Remarque 4. "Ils ont mauvaise réputation et ils s'en fichent !" : que ce vocabulaire est éclairant ! On croirait entendre, il y a quelques décennies, des bourgeois bons chrétiens, parlant de très jeunes femmes - parfois même jeunes filles - engrossées par le patron, le curé, ou le notable local, et qui soutenaient le regard réprobateur de ceux qui voulaient leur faire expier "leur faute". Ou des âmes charitables se scandalisant (il n'y a pas si longtemps) lorsque des homosexuels s'affichaient avec leur compagnon sans baisser les yeux. On sent, dans ce vocabulaire transposé du domaine social au domaine international (où le mépris de classe suinte comme du pus...) tout le dépit du maître défié... et impuissant !

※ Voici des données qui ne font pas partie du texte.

use std::fs::File;
use std::io::{BufRead, BufReader, Read};
use std::path::PathBuf;

use flate2::read::GzDecoder;

use crate::constants::corpus::{DEFAULT_LANGUAGE, GZIP_EXTENSION};
use crate::document::Document;
use crate::errors::MetaError;
use crate::reader::{CorpusReader, DocumentStream};
use crate::transport::fs::has_extension;

/// Treats every line of a text file as one single-view document.
///
/// Document ids are zero-based line indexes; `.gz` files are decompressed
/// on the fly.
pub struct LineCorpusReader {
    id: String,
    path: PathBuf,
    language: String,
}

impl LineCorpusReader {
    /// Read `path`, decompressing it when it ends in `.gz`.
    pub fn new(path: impl Into<PathBuf>) -> Self {
        let path = path.into();
        Self {
            id: path.display().to_string(),
            path,
            language: DEFAULT_LANGUAGE.to_string(),
        }
    }

    /// Override the language assigned to every document.
    pub fn with_language(mut self, language: impl Into<String>) -> Self {
        self.language = language.into();
        self
    }

    fn reader(&self) -> Result<Box<dyn BufRead + Send>, MetaError> {
        let file = File::open(&self.path).map_err(|err| MetaError::Corpus {
            reader_id: self.id.clone(),
            reason: format!("cannot open corpus: {err}"),
        })?;
        let inner: Box<dyn Read + Send> = if has_extension(&self.path, GZIP_EXTENSION) {
            Box::new(GzDecoder::new(file))
        } else {
            Box::new(file)
        };
        Ok(Box::new(BufReader::new(inner)))
    }
}

impl CorpusReader for LineCorpusReader {
    fn id(&self) -> &str {
        &self.id
    }

    fn open(&self) -> Result<DocumentStream<'_>, MetaError> {
        let reader = self.reader()?;
        Ok(Box::new(reader.lines().enumerate().map(
            move |(index, line)| {
                let text = line.map_err(|err| MetaError::Corpus {
                    reader_id: self.id.clone(),
                    reason: format!("line {index}: {err}"),
                })?;
                Ok(Document::single_view(index.to_string(), text)
                    .with_language(self.language.clone())
                    .with_uri(self.id.clone()))
            },
        )))
    }

    fn sources(&self) -> Result<Vec<PathBuf>, MetaError> {
        Ok(vec![self.path.clone()])
    }
}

Remarque 5. Il est révélateur que, dans son intervention, Sylvain Tronchet ait réussi à placer l'Iran (qui avec Cuba, le Venezuela, le Hamas, le Hezbollah...), figure parmi les cinq ou six "méchants", caricaturés à foison, qui permettent aux Occidentaux de se croire le derrière propre. Mais pourquoi les journalistes n'emploient-ils pas les mêmes termes pour parler du régime de Suharto (qui tua entre 500 000 et 1 million de communistes indonésiens en 1965 et qui fut soutenu par la CIA) ?

Remarque 6. Il est pour le moins surprenant de voir s'afficher une telle bonne conscience de la part des pays européens qui, du XVe au XXe siècle, colonisèrent, pillèrent, massacrèrent, exploitèrent et humilièrent pratiquement tous les continents et de la part des États-Unis, qui, depuis 1945, ont agressé des dizaines de pays dans le monde...

Remarque 7. (Pour les plus âgés). Il est remarquable de voir comment le président Kim Jong Un se glisse bien dans la peau de Basam Damdu, l'Empereur jaune mégalomane de la bande dessinée "Le secret de l'Espadon", de la série Blake et Mortimer, publiée de 1946 à 1949. A cette époque, l'auteur, Edgar P. Jacobs, dessinateur belge, avait imaginé un État secret situé au Tibet (donc symboliquement, dans le Heartland, au milieu des terres, dans des montagnes, tout ce qui, métaphoriquement, était le plus éloigné et le plus opposé aux étendues océaniques, au Royaume-Uni insulaire, dominant les mers, et qui prenait la tête de la résistance à l'Empire jaune). Même si Jacobs s’inspirait beaucoup de la Seconde Guerre mondiale (encore toute récente), on sentait, dans sa B.D., transparaître des éléments de la guerre froide débutante, ainsi, peut-être, que de lointaines réminiscences de L'invasion jaune, roman paru en 1908 sous la plume du colonel Émile Driant (dit capitaine Danrit) et fortement marqué par la révolte des Boxers (1899-1901) et la guerre russo-japonaise (1904-1905).

Je vous saurais gré de vos remarques, précisions, compléments, rectifications et critiques.